Agoracom Blog

Ben Bernanke’s Days Are Numbered

Posted by AGORACOM at 6:02 PM on Tuesday, July 1st, 2008

As all of you know by now, I’ve been calling checkmate on the US Fed for 7 months now. In fact, I think it’s safe to call checkmate right now and it appears the folks over at Barclay‘s and RBS would agree.

As such, I’m now making another call – Big Ben’s days are numbered. To be fair, he didn’t have a chance. He inherited a pretty perilous credit/sub-prime situation that required forced him to keep rates low despite watching the inflation train coming right at him. I say “forced” for two reasons:

  • White House pressure from an administration that didn’t want to see epidemic foreclosure and subsequent homeless rates;
  • Wall Street pressure from a parade of bankers on CNBC that demanded lower and lower interest rates to save their hides.

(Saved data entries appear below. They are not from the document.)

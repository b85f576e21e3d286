use anyhow::{Context, Result};
use regex::Regex;

use crate::config::RuleConfig;

/// The accept/reject gate for candidate motto text.
pub struct MottoRules {
    min_chars: usize,
    max_chars: usize,
    min_words: usize,
    matching: Vec<Regex>,
    excluding: Vec<Regex>,
    triggers: Vec<Regex>,
}

impl MottoRules {
    /// Compile the configured rule patterns. `triggers` are the new-motto
    /// trigger matchers; a trigger phrase is never itself a valid motto.
    pub fn compile(rules: &RuleConfig, triggers: &[Regex]) -> Result<Self> {
        let compile = |sources: &[String]| -> Result<Vec<Regex>> {
            sources
                .iter()
                .map(|s| {
                    Regex::new(&format!("(?i){}", s))
                        .with_context(|| format!("failed to compile rule pattern {:?}", s))
                })
                .collect()
        };
        Ok(Self {
            min_chars: rules.min_chars,
            max_chars: rules.max_chars,
            min_words: rules.min_words,
            matching: compile(&rules.matching)?,
            excluding: compile(&rules.excluding)?,
            triggers: triggers.to_vec(),
        })
    }

    /// Whether the text is acceptable as a motto. Bounds are inclusive.
    pub fn is_valid(&self, text: &str) -> bool {
        let length = text.chars().count();
        if length < self.min_chars || length > self.max_chars {
            return false;
        }
        if text.split_whitespace().count() < self.min_words {
            return false;
        }
        if !self.matching.iter().all(|r| r.is_match(text)) {
            return false;
        }
        if self.excluding.iter().any(|r| r.is_match(text)) {
            return false;
        }
        if self.triggers.iter().any(|r| r.is_match(text)) {
            return false;
        }
        true
    }
}
use anyhow::{Context, Result};
use regex::Regex;

use crate::platforms::ChatTransport;

/// Canonicalization used by the duplicate rule: token rewriting for display
/// (`clean`) and the normalized form used for equality testing (`normalize`).
pub struct Normalizer {
    channel_token: Regex,
    custom_emoji_token: Regex,
    strip: Regex,
    collapse: Regex,
}

impl Normalizer {
    pub fn new() -> Result<Self> {
        Ok(Self {
            channel_token: Regex::new(r"<#(\d+)>").context("channel token pattern")?,
            custom_emoji_token: Regex::new(r"<a?:(\w+):\d+>").context("emoji token pattern")?,
            strip: Regex::new(r"[^\w ]+").context("strip pattern")?,
            collapse: Regex::new(r"\s+").context("collapse pattern")?,
        })
    }

    /// Rewrite channel-mention tokens to `#channel-name` and guild-custom-emoji
    /// tokens to `:name:` shorthand. Idempotent: the rewritten forms no longer
    /// match the token patterns.
    pub async fn clean(&self, text: &str, transport: &dyn ChatTransport) -> String {
        let mut cleaned = text.to_string();

        let channel_ids: Vec<String> = self
            .channel_token
            .captures_iter(text)
            .map(|caps| caps[1].to_string())
            .collect();
        for channel_id in channel_ids {
            if let Some(name) = transport.channel_name(&channel_id).await {
                cleaned = cleaned.replace(&format!("<#{}>", channel_id), &format!("#{}", name));
            }
        }

        self.custom_emoji_token.replace_all(&cleaned, ":$1:").into_owned()
    }

    /// The canonical form used for duplicate detection: fold case, trim,
    /// strip everything but word characters and spaces, collapse whitespace.
    pub fn normalize(&self, text: &str) -> String {
        let folded = text.to_lowercase();
        let stripped = self.strip.replace_all(folded.trim(), "");
        self.collapse.replace_all(&stripped, " ").trim().to_string()
    }

    /// The remote-store filter formula implementing `normalize` equality
    /// against the stored motto text, optionally ORed with an exact
    /// message-ID match.
    pub fn matching_formula(&self, cleaned: &str, message_id: Option<&str>) -> String {
        let candidate = cleaned.replace('\'', r"\'");
        let formula = format!(
            r"TRIM(REGEX_REPLACE(REGEX_REPLACE(LOWER(TRIM('{}')), '[^\w ]+', ''), '\s+', ' ')) = TRIM(REGEX_REPLACE(REGEX_REPLACE(LOWER(TRIM({{Motto}})), '[^\w ]+', ''), '\s+', ' '))",
            candidate
        );
        match message_id {
            Some(id) => format!("OR({}, '{}' = {{Message ID}})", formula, id),
            None => formula,
        }
    }
}
use anyhow::{Context, Result};
use regex::Regex;

use crate::config::BotConfig;

pub mod food;

use food::FoodLookups;

/// The mention token for a bot user ID, as it appears in message content.
fn mention_token(bot_user_id: &str) -> String {
    format!("<@!?{}>", bot_user_id)
}

/// A named trigger group compiled to case-insensitive matchers; a text
/// matches the set when any pattern matches.
pub struct PatternSet(Vec<Regex>);

impl PatternSet {
    fn compile(sources: &[String], bot_token: &str) -> Result<Self> {
        let mut compiled = Vec::with_capacity(sources.len());
        for source in sources {
            let source = source.replace("{bot}", bot_token);
            let regex = Regex::new(&format!("(?i){}", source))
                .with_context(|| format!("failed to compile trigger pattern {:?}", source))?;
            compiled.push(regex);
        }
        Ok(Self(compiled))
    }

    pub fn is_match(&self, text: &str) -> bool {
        self.0.iter().any(|r| r.is_match(text))
    }
}

/// Every matcher the bot needs, compiled once at startup from configuration
/// and the connected bot's user ID.
pub struct SuggestionPatterns {
    /// "Bot is mentioned at message start".
    pub mention: Regex,
    /// New-motto triggers, anchored at message start. Contains the mention
    /// pattern first when mention-triggering is enabled.
    pub new_motto: Vec<Regex>,
    /// Leading-mention tag capture; group 1 is the content after the mention.
    pub tag: Regex,
    /// "!random [partial]" over a tag's captured content.
    pub random_tag: Regex,
    /// "!emoji [emoji]" DM command shape; group 1 is the argument.
    pub emoji_command: Regex,
    pub poke: PatternSet,
    pub sorry: PatternSet,
    pub love: PatternSet,
    pub hug: PatternSet,
    pub off_topic: PatternSet,
    pub band: PatternSet,
    pub party: PatternSet,
    pub cow: PatternSet,
    pub sleep: PatternSet,
    pub wake: PatternSet,
    pub food: FoodLookups,
}

impl SuggestionPatterns {
    pub fn compile(bot_user_id: &str, config: &BotConfig) -> Result<Self> {
        let bot = mention_token(bot_user_id);

        let mention =
            Regex::new(&format!("^{}", bot)).context("failed to compile mention pattern")?;

        let mut new_motto = Vec::new();
        if config.trigger_on_mention {
            new_motto.push(mention.clone());
        }
        for source in &config.triggers.new_motto {
            let source = source.replace("{bot}", &bot);
            let regex = Regex::new(&format!("(?i)^{}", source))
                .with_context(|| format!("failed to compile motto trigger {:?}", source))?;
            new_motto.push(regex);
        }

        let tag = Regex::new(&format!(r"^{}\s*(.*)$", bot))
            .context("failed to compile tag pattern")?;
        let random_tag =
            Regex::new(r"(?i)^!random\b\s*(.*)$").context("failed to compile random tag")?;
        let emoji_command =
            Regex::new(r"(?i)^!emoji\b\s*(.*)$").context("failed to compile emoji command")?;

        Ok(Self {
            mention,
            new_motto,
            tag,
            random_tag,
            emoji_command,
            poke: PatternSet::compile(&config.triggers.poke, &bot)?,
            sorry: PatternSet::compile(&config.triggers.sorry, &bot)?,
            love: PatternSet::compile(&config.triggers.love, &bot)?,
            hug: PatternSet::compile(&config.triggers.hug, &bot)?,
            off_topic: PatternSet::compile(&config.triggers.off_topic, &bot)?,
            band: PatternSet::compile(&config.triggers.band, &bot)?,
            party: PatternSet::compile(&config.triggers.party, &bot)?,
            cow: PatternSet::compile(&config.triggers.cow, &bot)?,
            sleep: PatternSet::compile(&config.triggers.sleep, &bot)?,
            wake: PatternSet::compile(&config.triggers.wake, &bot)?,
            food: FoodLookups::compile(&bot, &config.food)?,
        })
    }

    /// The first new-motto trigger matching the start of the text.
    pub fn matching_trigger(&self, text: &str) -> Option<&Regex> {
        self.new_motto.iter().find(|t| t.is_match(text))
    }

    /// The content a tag message carries after the leading mention.
    pub fn tag_content<'t>(&self, text: &'t str) -> Option<&'t str> {
        self.tag
            .captures(text)
            .and_then(|caps| caps.get(1))
            .map(|m| m.as_str())
    }

    /// Strip a matched trigger from the front of a message, then surrounding
    /// whitespace and quote characters; the remainder is a quoted excerpt.
    pub fn strip_trigger(&self, trigger: &Regex, text: &str) -> String {
        trigger
            .replace(text, "")
            .trim()
            .trim_matches(|c| matches!(c, '\'' | '"' | '“' | '”'))
            .trim()
            .to_string()
    }
}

Now, he has an inflation problem to add to the housing/credit/banking crisis that he could not solve despite super human efforts. Inevitably, one or both of these dominoes are going to tumble (no, they haven’t tumbled yet) and everyone is going to point the finger at Ben.

He won’t completely deserve it – but somebody has to take the blame. Ben will be replaced by the next US President.

Regards,
George

p.s. Gold closed at $941 today, with a high of $947.

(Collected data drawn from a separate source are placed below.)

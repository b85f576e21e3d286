use anyhow::{Context, Result};
use log::{error, info, warn};
use std::sync::Arc;
use tokio::sync::broadcast;

use crate::config::BotConfig;
use crate::patterns::SuggestionPatterns;
use crate::platforms::ChatTransport;
use crate::storage::MottoStorage;
use crate::types::{GatewayEvent, MessageEvent};

pub mod approvals;
pub mod dedup;
pub mod dm;
pub mod rate_limit;
pub mod reactions;
pub mod suggestions;
pub mod validation;

use dedup::Normalizer;
use rate_limit::RandomRateLimiter;
use reactions::Responder;
use validation::MottoRules;

// Fraction of processed guild messages that trigger the retention sweep,
// bounding the load the sweep puts on the remote store.
const SWEEP_PROBABILITY: f64 = 0.1;

/// Core bot engine: classifies every inbound event and drives the
/// suggestion, approval and DM workflows against the storage adapter.
pub struct MottoBot {
    pub(crate) config: Arc<BotConfig>,
    pub(crate) patterns: SuggestionPatterns,
    pub(crate) rules: MottoRules,
    pub(crate) normalizer: Normalizer,
    pub(crate) storage: Arc<dyn MottoStorage>,
    pub(crate) transport: Arc<dyn ChatTransport>,
    pub(crate) responder: Responder,
    pub(crate) rate_limiter: RandomRateLimiter,
}

impl MottoBot {
    /// Build the bot against a connected transport; all patterns compile
    /// here, once.
    pub fn new(
        config: Arc<BotConfig>,
        storage: Arc<dyn MottoStorage>,
        transport: Arc<dyn ChatTransport>,
    ) -> Result<Self> {
        let patterns = SuggestionPatterns::compile(&transport.bot_user_id(), &config)?;
        let rules = MottoRules::compile(&config.rules, &patterns.new_motto)?;
        let responder = Responder::new(Arc::clone(&transport), Arc::clone(&config));
        let rate_limiter = RandomRateLimiter::new(
            config.minimum_random_interval_minutes,
            config.minimum_random_interval_minutes_per_user,
        );
        info!(
            "Replies are {}",
            if config.should_reply { "enabled" } else { "disabled" }
        );
        info!("Responding to {} motto trigger(s)", patterns.new_motto.len());
        Ok(Self {
            config,
            patterns,
            rules,
            normalizer: Normalizer::new()?,
            storage,
            transport,
            responder,
            rate_limiter,
        })
    }

    /// Consume the transport's event stream until it closes. Each event is
    /// handled in its own task; a handler error aborts only that event.
    pub async fn run(self: Arc<Self>) -> Result<()> {
        let mut receiver = self
            .transport
            .event_receiver()
            .context("transport has no event stream; connect first")?;
        info!("Bot event loop started");
        loop {
            match receiver.recv().await {
                Ok(event) => {
                    let bot = Arc::clone(&self);
                    tokio::spawn(async move {
                        if let Err(e) = bot.handle_event(event).await {
                            error!("Event handling failed: {:#}", e);
                        }
                    });
                }
                Err(broadcast::error::RecvError::Lagged(n)) => {
                    warn!("Event receiver lagged by {} events", n);
                }
                Err(broadcast::error::RecvError::Closed) => {
                    info!("Event stream closed");
                    break;
                }
            }
        }
        Ok(())
    }

    pub async fn handle_event(&self, event: GatewayEvent) -> Result<()> {
        match event {
            GatewayEvent::Message(message) => self.on_message(&message).await,
            GatewayEvent::ReactionAdded(reaction) => self.on_reaction_add(&reaction).await,
        }
    }

    async fn on_message(&self, message: &MessageEvent) -> Result<()> {
        if message.is_dm {
            return self.process_dm(message).await;
        }
        if !self.channel_allowed(&message.channel_id).await {
            return Ok(());
        }
        self.process_suggestion(message).await?;
        self.maybe_sweep().await;
        Ok(())
    }

    /// Channel include/exclude filtering, by display name.
    async fn channel_allowed(&self, channel_id: &str) -> bool {
        let channels = &self.config.channels;
        if channels.include.is_empty() && channels.exclude.is_empty() {
            return true;
        }
        let Some(name) = self.transport.channel_name(channel_id).await else {
            return channels.include.is_empty();
        };
        if !channels.include.is_empty() && !channels.include.contains(&name) {
            return false;
        }
        !channels.exclude.contains(&name)
    }

    /// Occasionally reclaim nominations that were never confirmed.
    async fn maybe_sweep(&self) {
        if rand::random::<f64>() >= SWEEP_PROBABILITY {
            return;
        }
        if let Err(e) = self
            .storage
            .remove_unapproved_mottos(self.config.delete_unapproved_after_hours)
            .await
        {
            warn!("Retention sweep failed: {:#}", e);
        }
    }
}

#[cfg(test)]
pub(crate) mod test_support {
    use super::*;
    use crate::platforms::testing::FakeTransport;
    use crate::storage::testing::FakeStorage;
    use crate::types::{FetchedMessage, MessageRef, Motto, ReactionSummary, UserRef};
    use chrono::{TimeZone, Utc};

    pub const BOT_ID: &str = "42";

    pub fn user(id: &str, username: &str) -> UserRef {
        UserRef {
            id: id.to_string(),
            username: username.to_string(),
            nickname: None,
            is_bot: false,
        }
    }

    pub fn bot_user() -> UserRef {
        UserRef {
            id: BOT_ID.to_string(),
            username: "mottobot".to_string(),
            nickname: None,
            is_bot: true,
        }
    }

    pub fn guild_message(
        id: &str,
        author: UserRef,
        content: &str,
        reference: Option<&str>,
    ) -> MessageEvent {
        MessageEvent {
            message_id: id.to_string(),
            channel_id: "555".to_string(),
            guild_id: Some("g1".to_string()),
            author,
            content: content.to_string(),
            timestamp: Utc.with_ymd_and_hms(2024, 3, 1, 12, 0, 0).unwrap(),
            reference: reference.map(|mid| MessageRef {
                channel_id: "555".to_string(),
                message_id: mid.to_string(),
            }),
            is_dm: false,
        }
    }

    pub fn dm_message(id: &str, author: UserRef, content: &str) -> MessageEvent {
        MessageEvent {
            message_id: id.to_string(),
            channel_id: "dm-1".to_string(),
            guild_id: None,
            author,
            content: content.to_string(),
            timestamp: Utc.with_ymd_and_hms(2024, 3, 1, 12, 0, 0).unwrap(),
            reference: None,
            is_dm: true,
        }
    }

    pub fn fetched(message: MessageEvent, reactions: &[(&str, bool)]) -> FetchedMessage {
        FetchedMessage {
            message,
            reactions: reactions
                .iter()
                .map(|(emoji, me)| ReactionSummary { emoji: emoji.to_string(), me: *me })
                .collect(),
        }
    }

    pub fn stored_motto(primary_key: &str, text: &str, message_id: &str) -> Motto {
        Motto {
            primary_key: Some(primary_key.to_string()),
            motto: text.to_string(),
            message_id: message_id.to_string(),
            date: Utc.with_ymd_and_hms(2024, 3, 1, 11, 0, 0).unwrap(),
            member: Some("memberX".to_string()),
            nominated_by: Some("memberY".to_string()),
            approved: true,
            approved_by_author: !text.is_empty(),
            bot_id: None,
        }
    }

    pub fn build_bot(
        config: BotConfig,
        storage: Arc<FakeStorage>,
        transport: Arc<FakeTransport>,
    ) -> MottoBot {
        MottoBot::new(Arc::new(config), storage, transport).expect("bot construction")
    }
}
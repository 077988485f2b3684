//! Sport catalog listing.

use serde_json::json;
use tabled::{Table, Tabled};

use crate::adapter::inbound::cli::output;
use crate::domain::Sport;

#[derive(Tabled)]
struct SportRow {
    #[tabled(rename = "League")]
    label: String,
    #[tabled(rename = "Key")]
    key: String,
}

/// Execute `sports`.
pub fn execute() {
    if output::is_json() {
        let sports: Vec<_> = Sport::CATALOG
            .iter()
            .map(|sport| json!({ "key": sport.key(), "label": sport.label() }))
            .collect();
        output::json_output(json!({
            "command": "sports",
            "sports": sports,
        }));
        return;
    }
    if output::is_quiet() {
        return;
    }

    output::header(env!("CARGO_PKG_VERSION"));
    output::section("Built-in sports");

    let rows: Vec<SportRow> = Sport::CATALOG
        .iter()
        .map(|sport| SportRow {
            label: sport.label().to_string(),
            key: sport.key().to_string(),
        })
        .collect();
    output::lines(&Table::new(rows).to_string());

    output::hint(&format!(
        "scan one with {}; any provider key is accepted",
        output::highlight("smartbet scan --sport <key>")
    ));
}
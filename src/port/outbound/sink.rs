//! Opportunity sink port.

use crate::domain::Opportunity;
use crate::error::Result;

/// Receives each accepted opportunity exactly once.
///
/// Rejected and skipped events never reach a sink.
pub trait OpportunitySink: Send {
    /// Persist one opportunity.
    fn record(&mut self, opportunity: &Opportunity) -> Result<()>;

    /// Flush buffered records.
    fn flush(&mut self) -> Result<()> {
        Ok(())
    }
}
//! Outbound ports (driven side): interfaces implemented by outbound adapters.

pub mod odds;
pub mod sink;
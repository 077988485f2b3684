use clap::Parser;
use smartbet::adapter::inbound::cli::command::{Cli, Commands, ConfigCommand};
use smartbet::adapter::inbound::cli::output::{self, OutputConfig};
use smartbet::adapter::inbound::cli::{config, explain, scan, sports};
use smartbet::error::Result;

#[tokio::main]
async fn main() {
    let _ = dotenvy::dotenv();

    let cli = Cli::parse();
    output::configure(OutputConfig::new(cli.json, cli.quiet, &cli.color));

    if let Err(e) = dispatch(cli.command).await {
        output::error(&e.to_string());
        std::process::exit(1);
    }
}

async fn dispatch(command: Commands) -> Result<()> {
    match command {
        Commands::Scan(args) => scan::execute(&args).await,
        Commands::Sports => {
            sports::execute();
            Ok(())
        }
        Commands::Explain => explain::execute(),
        Commands::Config(ConfigCommand::Init(args)) => config::execute_init(&args.path, args.force),
        Commands::Config(ConfigCommand::Show(args)) => config::execute_show(&args.config),
    }
}
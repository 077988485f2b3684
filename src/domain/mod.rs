//! Odds-comparison domain logic.
//!
//! Pure and synchronous: raw events in, opportunities and diagnostics out.

pub mod best_price;
pub mod error;
pub mod evaluator;
pub mod event;
pub mod money;
pub mod opportunity;
pub mod ranking;
pub mod scan;
pub mod sport;

pub use best_price::{best_prices, BestPrice, BestPrices, MarketShape, TwoWay};
pub use error::{DomainError, SkipReason};
pub use evaluator::{
    evaluate, Bankroll, EvaluatorConfig, NoArbitrage, RejectCause, Rejection, StakeSplit,
    MAX_BANKROLL,
};
pub use event::{Bookmaker, Market, OutcomeQuote, RawEvent, Teams};
pub use money::{Amount, Price, Probability};
pub use opportunity::{Opportunity, OpportunityLeg};
pub use ranking::rank;
pub use scan::{assess, scan_events, Dismissed, ScanConfig, SportScan, Verdict};
pub use sport::Sport;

2 Responses to “Ben Bernanke’s Days Are Numbered”

  1. AGORACOM says:

    A.M. thanks for the comments. Yep, most people will agree that continuing to drop rates only served to delay the inevitable. Bad borrowers are bad borrowers at just about any interest level. It would have been best to let the real estate market crash and naturally re-build. Remember, a crash isn’t so bad as people get a chance to buy homes at cheap rates….but that would have taken a lot of guts and I’m not sure the White House would have allowed him to do so.

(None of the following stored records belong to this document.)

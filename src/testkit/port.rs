//! In-memory port implementations.
//!
//! - [`StaticOddsSource`] — Serves canned events per sport and counts fetches.
//! - [`MemorySink`] — Collects recorded opportunities, optionally failing.

use std::collections::HashMap;
use std::sync::atomic::{AtomicUsize, Ordering};
use std::sync::{Arc, Mutex};

use async_trait::async_trait;

use crate::domain::{Opportunity, RawEvent, Sport};
use crate::error::{Error, Result};
use crate::port::outbound::odds::OddsSource;
use crate::port::outbound::sink::OpportunitySink;

/// An odds source backed by a fixed map of sport to events.
///
/// Sports without an entry return no events, like a provider that is down.
#[derive(Default)]
pub struct StaticOddsSource {
    events: HashMap<Sport, Vec<RawEvent>>,
    fetches: AtomicUsize,
}

impl StaticOddsSource {
    pub fn new() -> Self {
        Self::default()
    }

    pub fn with_events(mut self, sport: Sport, events: Vec<RawEvent>) -> Self {
        self.events.insert(sport, events);
        self
    }

    /// Number of `fetch_odds` calls served so far.
    pub fn fetch_count(&self) -> usize {
        self.fetches.load(Ordering::Relaxed)
    }
}

#[async_trait]
impl OddsSource for StaticOddsSource {
    async fn fetch_odds(&self, sport: &Sport) -> Vec<RawEvent> {
        self.fetches.fetch_add(1, Ordering::Relaxed);
        self.events.get(sport).cloned().unwrap_or_default()
    }

    fn source_name(&self) -> &'static str {
        "static"
    }
}

/// A sink that keeps every recorded opportunity.
///
/// Clones share the same storage, so a test can keep a handle while the
/// scanner owns the sink.
#[derive(Clone, Default)]
pub struct MemorySink {
    recorded: Arc<Mutex<Vec<Opportunity>>>,
    fail: bool,
}

impl MemorySink {
    pub fn new() -> Self {
        Self::default()
    }

    /// A sink whose every `record` call fails with an IO error.
    pub fn failing() -> Self {
        Self {
            fail: true,
            ..Self::default()
        }
    }

    /// Snapshot of what has been recorded.
    pub fn recorded(&self) -> Vec<Opportunity> {
        self.recorded
            .lock()
            .map(|guard| guard.clone())
            .unwrap_or_default()
    }
}

impl OpportunitySink for MemorySink {
    fn record(&mut self, opportunity: &Opportunity) -> Result<()> {
        if self.fail {
            return Err(Error::Io(std::io::Error::other("sink unavailable")));
        }
        if let Ok(mut guard) = self.recorded.lock() {
            guard.push(opportunity.clone());
        }
        Ok(())
    }
}
//! CLI output integration tests.

use assert_cmd::cargo::cargo_bin_cmd;
use assert_cmd::Command;
use predicates::prelude::*;

fn smartbet() -> Command {
    let mut cmd = cargo_bin_cmd!("smartbet");
    cmd.env_remove("ODDS_API_KEY").env_remove("RUST_LOG");
    cmd
}

#[test]
fn test_help() {
    smartbet()
        .arg("--help")
        .assert()
        .success()
        .stdout(predicate::str::contains("smartbet"))
        .stdout(predicate::str::contains("scan"))
        .stdout(predicate::str::contains("sports"))
        .stdout(predicate::str::contains("explain"));
}

#[test]
fn test_version() {
    smartbet()
        .arg("--version")
        .assert()
        .success()
        .stdout(predicate::str::contains("smartbet"));
}

#[test]
fn test_scan_help_lists_overrides() {
    smartbet()
        .args(["scan", "--help"])
        .assert()
        .success()
        .stdout(predicate::str::contains("--bankroll"))
        .stdout(predicate::str::contains("--min-profit"))
        .stdout(predicate::str::contains("--show-skips"))
        .stdout(predicate::str::contains("--no-csv"));
}

#[test]
fn test_sports_lists_catalog() {
    smartbet()
        .args(["sports", "--color", "never"])
        .assert()
        .success()
        .stdout(predicate::str::contains("basketball_nba"))
        .stdout(predicate::str::contains("soccer_epl"))
        .stdout(predicate::str::contains("NCAAB"));
}

#[test]
fn test_sports_json() {
    smartbet()
        .args(["sports", "--json"])
        .assert()
        .success()
        .stdout(predicate::str::contains(r#""command":"sports""#))
        .stdout(predicate::str::contains(r#""key":"mma_mixed_martial_arts""#));
}

#[test]
fn test_explain_shows_worked_example() {
    smartbet()
        .args(["explain", "--color", "never"])
        .assert()
        .success()
        .stdout(predicate::str::contains("0.9524"))
        .stdout(predicate::str::contains("stake A 50.00"))
        .stdout(predicate::str::contains("profit 5.00"))
        .stdout(predicate::str::contains("47.62"));
}

#[test]
fn test_scan_without_api_key_reports_nothing_found() {
    let dir = tempfile::tempdir().unwrap();

    smartbet()
        .current_dir(dir.path())
        .args(["scan", "--no-csv", "--sport", "basketball_nba", "--color", "never"])
        .assert()
        .success()
        .stdout(predicate::str::contains("ODDS_API_KEY is not set"))
        .stdout(predicate::str::contains("No arbitrage opportunities found"));

    assert!(!dir.path().join("data").exists());
}

#[test]
fn test_scan_json_report() {
    let dir = tempfile::tempdir().unwrap();

    smartbet()
        .current_dir(dir.path())
        .args(["scan", "--json", "--no-csv", "--sport", "basketball_nba"])
        .assert()
        .success()
        .stdout(predicate::str::contains(r#""command":"scan""#))
        .stdout(predicate::str::contains(r#""opportunities":[]"#));
}

#[test]
fn test_scan_rejects_non_positive_bankroll() {
    let dir = tempfile::tempdir().unwrap();

    smartbet()
        .current_dir(dir.path())
        .args(["scan", "--no-csv", "--bankroll=0"])
        .assert()
        .failure()
        .stderr(predicate::str::contains("bankroll"));
}

#[test]
fn test_scan_missing_explicit_config_fails() {
    let dir = tempfile::tempdir().unwrap();

    smartbet()
        .current_dir(dir.path())
        .args(["scan", "-c", "missing.toml"])
        .assert()
        .failure()
        .stderr(predicate::str::contains("failed to read config file"));
}

#[test]
fn test_config_init_and_show() {
    let dir = tempfile::tempdir().unwrap();
    let path = dir.path().join("smartbet.toml");

    smartbet()
        .args(["config", "init"])
        .arg(&path)
        .assert()
        .success()
        .stdout(predicate::str::contains("Created configuration file"));

    smartbet()
        .args(["config", "init"])
        .arg(&path)
        .assert()
        .failure()
        .stderr(predicate::str::contains("--force"));

    smartbet()
        .args(["config", "show", "--color", "never", "-c"])
        .arg(&path)
        .assert()
        .success()
        .stdout(predicate::str::contains("h2h"))
        .stdout(predicate::str::contains("strict"));
}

    In the meantime, he kept fanning the inflation flames and now he has another problem on his hands.

    Regards,
    George

  2. A.M says:

    I agree that while the situation he walked into wasn’t the most fruitful or prospective, he still made a couple of costly decisions:

    I think his most costly move (or lack thereof) is his unwillingness (or lack of ability) to try to reverse the credit crunch. By keeping credit out on the market I feel he has added to the American Epidemic at the moment rather than trying to put a stop to it.